Academic Editor: Salvatore Gambino

Copyright © 2014 Sina Asadi and Mohammad Ali Rajabzadeh. This is an open access article distributed under the Creative Commons Attribution License, which permits unrestricted use, distribution, and reproduction in any medium, provided the original work is properly cited.

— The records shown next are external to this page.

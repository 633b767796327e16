use std::collections::HashSet;

use cube_snake::game::{
    Direction, GameConfig, GameEngine, GameEvent, GameState, GridCell, HeadState, Snake,
    TickOutcome,
};
use cube_snake::modes::Autopilot;
use tempfile::TempDir;

fn seeded(grid_size: usize) -> GameConfig {
    GameConfig {
        rng_seed: Some(2024),
        wait_for_input: false,
        ..GameConfig::new(grid_size)
    }
}

fn assert_consistent(engine: &GameEngine, state: &GameState) {
    let grid = engine.grid();
    let cells: Vec<GridCell> = state.snake.cells().collect();
    let unique: HashSet<GridCell> = cells.iter().copied().collect();
    assert_eq!(unique.len(), cells.len(), "snake overlaps itself");
    assert!(cells.len() <= grid.surface_count());

    assert!(grid.is_on_face(state.snake.head.cell, state.snake.head.normal));
    assert!(!state.snake.head.direction.is_parallel(state.snake.head.normal));
    for segment in &state.snake.body {
        assert!(grid.is_on_face(segment.cell, segment.normal));
    }
    if let Some(food) = state.food {
        assert!(grid.is_surface(food.cell));
        assert!(!state.snake.occupies(food.cell));
    }
}

#[test]
fn surface_counts_match_shell_formula() {
    for size in 2..=8usize {
        let engine = GameEngine::new(GameConfig {
            initial_body_length: 0,
            ..GameConfig::new(size)
        })
        .unwrap();
        let n = size as i64;
        assert_eq!(engine.grid().surface_count() as i64, 6 * n * n - 12 * n + 8);
    }
}

#[test]
fn straight_run_circles_the_cube() {
    let mut engine = GameEngine::new(seeded(4)).unwrap();
    let mut state = engine.reset();
    let start = state.snake.head;

    let mut faces = vec![start.normal];
    let mut wraps = 0;
    for _ in 0..engine.config().ring_length() {
        let result = engine.step(&mut state);
        match result.outcome {
            TickOutcome::Moved { wrapped, .. } => {
                if wrapped {
                    wraps += 1;
                    faces.push(state.snake.head.normal);
                }
            }
            other => panic!("unexpected tick outcome {other:?}"),
        }
    }

    assert_eq!(wraps, 4);
    assert_eq!(
        faces,
        vec![
            Direction::PosZ,
            Direction::PosY,
            Direction::NegZ,
            Direction::NegY,
            Direction::PosZ
        ]
    );
    assert_eq!(state.snake.head, start);
}

#[test]
fn eating_emits_move_then_food() {
    let mut engine = GameEngine::new(seeded(5)).unwrap();
    let head = HeadState::new(GridCell::new(2, 2, 4), Direction::PosZ, Direction::PosX);
    let mut state = engine
        .restore(Snake::new(head, []), Some(GridCell::new(3, 2, 4)))
        .unwrap();

    let result = engine.step(&mut state);

    assert!(result.ate_food());
    assert_eq!(state.score, 1);
    assert_eq!(state.snake.len(), 2);
    assert_eq!(result.events.len(), 2);
    assert!(matches!(result.events[0], GameEvent::SegmentsChanged { .. }));
    match result.events[1] {
        GameEvent::FoodRelocated(food) => assert_eq!(state.food, Some(food)),
        ref other => panic!("expected food event, got {other:?}"),
    }
}

#[test]
fn autopilot_run_keeps_board_consistent() {
    let mut engine = GameEngine::new(seeded(3)).unwrap();
    let mut state = engine.reset();
    assert_consistent(&engine, &state);

    let mut endings = 0;
    for _ in 0..400 {
        if let Some(direction) = Autopilot.choose(&engine, &state) {
            state.set_pending_direction(direction);
        }
        let result = engine.step(&mut state);
        endings += result
            .events
            .iter()
            .filter(|event| matches!(event, GameEvent::GameEnded(_)))
            .count();

        if let Some(GameEvent::SegmentsChanged { head, body }) = result.events.first() {
            assert_eq!(*head, state.snake.head);
            assert_eq!(body.len(), state.snake.body.len());
        }
        if !state.status.is_terminal() {
            assert_consistent(&engine, &state);
        }
    }

    assert!(endings <= 1);
    assert!(state.foods_eaten > 0);
}

#[test]
fn config_file_drives_engine() {
    let dir = TempDir::new().unwrap();
    let path = dir.path().join("game.json");
    std::fs::write(
        &path,
        r#"{ "grid_size": 6, "initial_body_length": 4, "rng_seed": 1, "gap": 0.0 }"#,
    )
    .unwrap();

    let config = GameConfig::from_json_file(&path).unwrap();
    let mut engine = GameEngine::new(config).unwrap();
    let state = engine.reset();

    assert_eq!(engine.grid().surface_count(), 152);
    assert_eq!(state.snake.len(), 5);
    assert!(!state.started);
    assert_eq!(engine.grid().spacing(), 1.0);
}
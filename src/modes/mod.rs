pub mod autoplay;
pub mod human;

pub use autoplay::{AutoplayConfig, AutoplayMode, Autopilot, RunEnd, RunReport};
pub use human::HumanMode;
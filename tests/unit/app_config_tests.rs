/*!
 * Tests for application configuration functionality
 */

use anyhow::Result;
use xliffsheet::app_config::{Config, LogLevel, StripStrategy};
use xliffsheet::language_utils::LanguageTagStyle;

use crate::common;

/// Test default configuration values
#[test]
fn test_default_config_withNoParameters_shouldHaveCorrectDefaults() {
    let config = Config::default();

    assert_eq!(config.conversion.language_tag_style, LanguageTagStyle::Verbatim);
    assert_eq!(config.conversion.max_workers, 4);
    assert_eq!(config.package.fragment_extension, "objectTranslation");
    assert_eq!(
        config.package.sections,
        vec!["fields", "validationRules", "webLinks", "layouts", "fieldSets"]
    );
    assert_eq!(config.package.strip_strategy, StripStrategy::Structural);
    assert_eq!(config.package.manifest_version, "57.0");
    assert_eq!(config.log_level, LogLevel::Info);
    assert!(config.validate().is_ok());
}

/// Test configuration validation
#[test]
fn test_config_validation_withVariousConfigs_shouldValidateCorrectly() {
    let mut config = Config::default();
    config.conversion.max_workers = 0;
    assert!(config.validate().is_err());

    let mut config = Config::default();
    config.package.fragment_extension = ".objectTranslation".to_string();
    assert!(config.validate().is_err());

    let mut config = Config::default();
    config.package.sections = vec!["1fields".to_string()];
    assert!(config.validate().is_err());

    let mut config = Config::default();
    config.package.sections.clear();
    assert!(config.validate().is_err());

    let mut config = Config::default();
    config.package.manifest_version = "latest".to_string();
    assert!(config.validate().is_err());
}

#[test]
fn test_config_deserialization_withPartialJson_shouldFillDefaults() -> Result<()> {
    let json = r#"{
        "conversion": { "language_tag_style": "hyphenated_lowercase" },
        "package": { "strip_strategy": "textual" },
        "log_level": "debug"
    }"#;

    let config: Config = serde_json::from_str(json)?;

    assert_eq!(config.conversion.language_tag_style, LanguageTagStyle::HyphenatedLowercase);
    assert_eq!(config.conversion.max_workers, 4);
    assert_eq!(config.package.strip_strategy, StripStrategy::Textual);
    assert_eq!(config.package.manifest_version, "57.0");
    assert_eq!(config.log_level, LogLevel::Debug);
    Ok(())
}

#[test]
fn test_load_or_create_withMissingFile_shouldWriteDefaults() -> Result<()> {
    let temp_dir = common::create_temp_dir()?;
    let path = temp_dir.path().join("conf.json");

    let config = Config::load_or_create(&path)?;

    assert!(path.exists());
    assert_eq!(config.conversion.max_workers, 4);
    let reloaded = Config::load_or_create(&path)?;
    assert_eq!(reloaded.package.sections, config.package.sections);
    Ok(())
}

#[test]
fn test_strip_strategy_fromStr_shouldAcceptKnownNames() {
    assert_eq!("Structural".parse::<StripStrategy>().unwrap(), StripStrategy::Structural);
    assert_eq!("textual".parse::<StripStrategy>().unwrap(), StripStrategy::Textual);
    assert!("regex".parse::<StripStrategy>().is_err());
    assert_eq!(StripStrategy::Textual.to_string(), "textual");
}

The Qatruyeh iron deposits, located on the eastern border of the NW-SE trending Sanandaj-Sirjan metamorphic zone, southwest of Iran, are hosted by a late Proterozoic to early Paleozoic sequence dominated by metamorphosed carbonate rocks. The magnetite ores occurred as layered to massive bodies, with lesser amounts of disseminated magnetite and hematite-bearing veins. Textural evidences, along with geochemical analyses of the high field strengths (HFSEs), large ion lithophiles (LILEs), and rare earth elements (REEs), indicate that the main mineralization stage occurred as low-grade layered magnetite ores due to high-temperature hydrothermal fluids accompanied by Na-Ca alteration. Most of the main ore-stage minerals precipitated from an aqueous-carbonic fluid (3.5–15 wt.% NaCl equiv.) at temperatures ranging between 300° and 410°C during fluid mixing process, CO2 effervescence, cooling, and increasing of pH. Low-temperature hydrothermal activity subsequently produced hematite ores associated with propylitic alteration. The metacarbonate host rocks are LILE-depleted and HFSE-enriched due to metasomatic alteration.